ASSIGNMENT: Whenever a line carries the word "FareGrouping", pull it out of the entries.

SUPPLIED RECORDS:
//! Solution types.

use rust_decimal::Decimal;

use super::{FareGrouping, FlightCombination};

/// A flight combination paired with its priced, combination-specific fare
/// grouping.
///
/// Created when a combination passes admission and revalidation; owned by
/// the solution store afterwards. A solution is never mutated in place: a
/// cheaper or better family representative replaces it wholesale.
#[derive(Debug, Clone, PartialEq, Eq)]
pub struct Solution {
    combination: FlightCombination,
    grouping: FareGrouping,
    total: Decimal,
}

impl Solution {
    /// Pair a combination with its specialized grouping.
    ///
    /// The total is the grouping's tax-adjusted total at construction time.
    pub fn new(combination: FlightCombination, grouping: FareGrouping) -> Self {
        let total = grouping.total_price();
        Self {
            combination,
            grouping,
            total,
        }
    }

    /// Returns the flight combination.
    pub fn combination(&self) -> &FlightCombination {
        &self.combination
    }

    /// Returns the combination-specific fare grouping.
    pub fn grouping(&self) -> &FareGrouping {
        &self.grouping
    }

    /// Returns the tax-adjusted total price.
    pub fn total(&self) -> Decimal {
        self.total
    }

    /// Build a replacement solution with a repriced grouping.
    pub fn repriced(&self, grouping: FareGrouping) -> Self {
        Self::new(self.combination.clone(), grouping)
    }
}

/// A cheap neighbor of an admitted solution.
///
/// Estimates are not independently revalidated to the same rigor as flight
/// matrix entries; they exist to make the response feel richer without
/// paying full pricing cost.
#[derive(Debug, Clone)]
pub struct Estimate {
    /// The admitted combination this estimate was derived from.
    pub origin: FlightCombination,

    /// The estimated solution for the neighbor combination.
    pub solution: Solution,
}
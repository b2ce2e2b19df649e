mod canvas;
mod compositor;
mod corner_mask;
mod frame;

fn main() {
    env_logger::init(); // Initialize logger

    match compositor::combine() {
        Ok(path) => println!("Saved combined image to {}", path.display()),
        Err(e) => {
            eprintln!("❌ Failed to combine images: {}", e);
            std::process::exit(1);
        }
    }
}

WRITTEN ANSWER:
use super::{FareGrouping, FlightCombination};
    grouping: FareGrouping,
    pub fn new(combination: FlightCombination, grouping: FareGrouping) -> Self {
    pub fn grouping(&self) -> &FareGrouping {
    pub fn repriced(&self, grouping: FareGrouping) -> Self {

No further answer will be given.